(Dataset entries)
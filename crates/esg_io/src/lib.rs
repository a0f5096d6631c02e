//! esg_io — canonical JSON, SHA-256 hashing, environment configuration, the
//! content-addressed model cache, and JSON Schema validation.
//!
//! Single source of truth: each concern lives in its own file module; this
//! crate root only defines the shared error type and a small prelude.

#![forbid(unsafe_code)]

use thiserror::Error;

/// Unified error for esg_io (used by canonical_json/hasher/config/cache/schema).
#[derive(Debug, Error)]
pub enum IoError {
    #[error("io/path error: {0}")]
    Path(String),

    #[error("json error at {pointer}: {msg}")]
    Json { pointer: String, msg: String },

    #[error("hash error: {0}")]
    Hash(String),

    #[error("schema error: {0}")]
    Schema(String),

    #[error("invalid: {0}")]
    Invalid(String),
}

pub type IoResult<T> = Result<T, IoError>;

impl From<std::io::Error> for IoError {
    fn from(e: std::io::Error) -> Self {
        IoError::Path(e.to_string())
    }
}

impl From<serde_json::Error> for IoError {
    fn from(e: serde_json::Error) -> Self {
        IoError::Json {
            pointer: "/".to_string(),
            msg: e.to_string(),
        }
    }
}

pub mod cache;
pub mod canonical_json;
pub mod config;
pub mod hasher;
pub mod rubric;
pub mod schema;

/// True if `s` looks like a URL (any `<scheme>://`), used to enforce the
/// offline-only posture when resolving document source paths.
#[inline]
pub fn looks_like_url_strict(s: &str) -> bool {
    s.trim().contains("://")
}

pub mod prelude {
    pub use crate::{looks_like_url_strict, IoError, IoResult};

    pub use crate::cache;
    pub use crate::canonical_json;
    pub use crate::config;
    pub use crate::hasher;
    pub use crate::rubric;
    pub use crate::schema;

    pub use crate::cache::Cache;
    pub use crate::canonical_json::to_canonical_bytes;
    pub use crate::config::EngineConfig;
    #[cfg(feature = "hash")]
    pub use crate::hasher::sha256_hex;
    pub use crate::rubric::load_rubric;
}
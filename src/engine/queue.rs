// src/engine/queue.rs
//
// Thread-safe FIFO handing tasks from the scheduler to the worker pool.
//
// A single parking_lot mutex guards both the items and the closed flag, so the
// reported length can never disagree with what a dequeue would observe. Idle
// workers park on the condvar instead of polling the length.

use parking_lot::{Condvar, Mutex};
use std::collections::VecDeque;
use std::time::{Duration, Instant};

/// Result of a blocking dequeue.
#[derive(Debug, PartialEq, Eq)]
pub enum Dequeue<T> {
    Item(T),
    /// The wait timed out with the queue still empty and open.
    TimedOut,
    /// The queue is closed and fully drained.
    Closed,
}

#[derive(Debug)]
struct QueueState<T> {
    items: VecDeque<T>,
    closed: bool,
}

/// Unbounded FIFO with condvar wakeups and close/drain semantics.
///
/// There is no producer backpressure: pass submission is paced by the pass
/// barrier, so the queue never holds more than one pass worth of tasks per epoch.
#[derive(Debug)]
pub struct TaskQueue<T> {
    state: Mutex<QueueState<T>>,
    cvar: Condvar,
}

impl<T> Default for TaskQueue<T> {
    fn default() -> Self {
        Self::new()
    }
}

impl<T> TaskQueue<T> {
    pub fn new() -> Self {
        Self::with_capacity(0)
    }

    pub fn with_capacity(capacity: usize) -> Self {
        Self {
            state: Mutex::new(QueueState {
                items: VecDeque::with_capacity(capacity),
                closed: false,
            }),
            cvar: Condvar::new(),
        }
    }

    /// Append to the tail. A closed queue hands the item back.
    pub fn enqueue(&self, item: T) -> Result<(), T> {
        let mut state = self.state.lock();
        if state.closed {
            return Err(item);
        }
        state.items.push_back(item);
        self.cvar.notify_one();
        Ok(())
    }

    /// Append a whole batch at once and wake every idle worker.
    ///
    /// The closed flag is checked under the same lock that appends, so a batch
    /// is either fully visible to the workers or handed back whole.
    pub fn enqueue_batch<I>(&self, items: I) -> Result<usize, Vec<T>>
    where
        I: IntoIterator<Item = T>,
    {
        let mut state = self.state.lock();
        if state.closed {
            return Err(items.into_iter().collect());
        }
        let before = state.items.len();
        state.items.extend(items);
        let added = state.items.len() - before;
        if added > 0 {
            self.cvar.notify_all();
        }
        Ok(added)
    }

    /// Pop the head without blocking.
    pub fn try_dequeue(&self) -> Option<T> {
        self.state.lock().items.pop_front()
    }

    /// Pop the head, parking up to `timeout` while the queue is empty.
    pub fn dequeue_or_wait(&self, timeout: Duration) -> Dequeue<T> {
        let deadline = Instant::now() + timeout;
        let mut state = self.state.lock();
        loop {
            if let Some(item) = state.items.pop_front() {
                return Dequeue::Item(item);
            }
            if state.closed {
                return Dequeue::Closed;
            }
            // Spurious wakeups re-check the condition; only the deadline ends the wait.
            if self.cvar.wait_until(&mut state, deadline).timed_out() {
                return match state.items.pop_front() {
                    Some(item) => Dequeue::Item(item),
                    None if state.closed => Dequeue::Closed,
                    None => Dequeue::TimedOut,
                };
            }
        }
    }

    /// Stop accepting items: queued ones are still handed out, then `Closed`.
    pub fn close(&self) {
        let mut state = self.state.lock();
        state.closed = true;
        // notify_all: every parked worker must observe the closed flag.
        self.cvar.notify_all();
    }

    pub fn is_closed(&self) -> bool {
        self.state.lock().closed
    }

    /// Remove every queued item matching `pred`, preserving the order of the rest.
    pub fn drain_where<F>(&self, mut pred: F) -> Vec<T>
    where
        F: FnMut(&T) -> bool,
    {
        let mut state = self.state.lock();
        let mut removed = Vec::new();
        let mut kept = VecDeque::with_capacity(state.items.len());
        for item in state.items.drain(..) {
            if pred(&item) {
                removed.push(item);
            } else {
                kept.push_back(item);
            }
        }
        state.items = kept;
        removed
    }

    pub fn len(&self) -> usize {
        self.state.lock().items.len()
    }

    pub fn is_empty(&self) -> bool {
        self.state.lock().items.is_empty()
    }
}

* _Goal of the exercise_
Find how many lines in the entries above use the word "pass". Write the number alone.

* _Solution to this problem_
2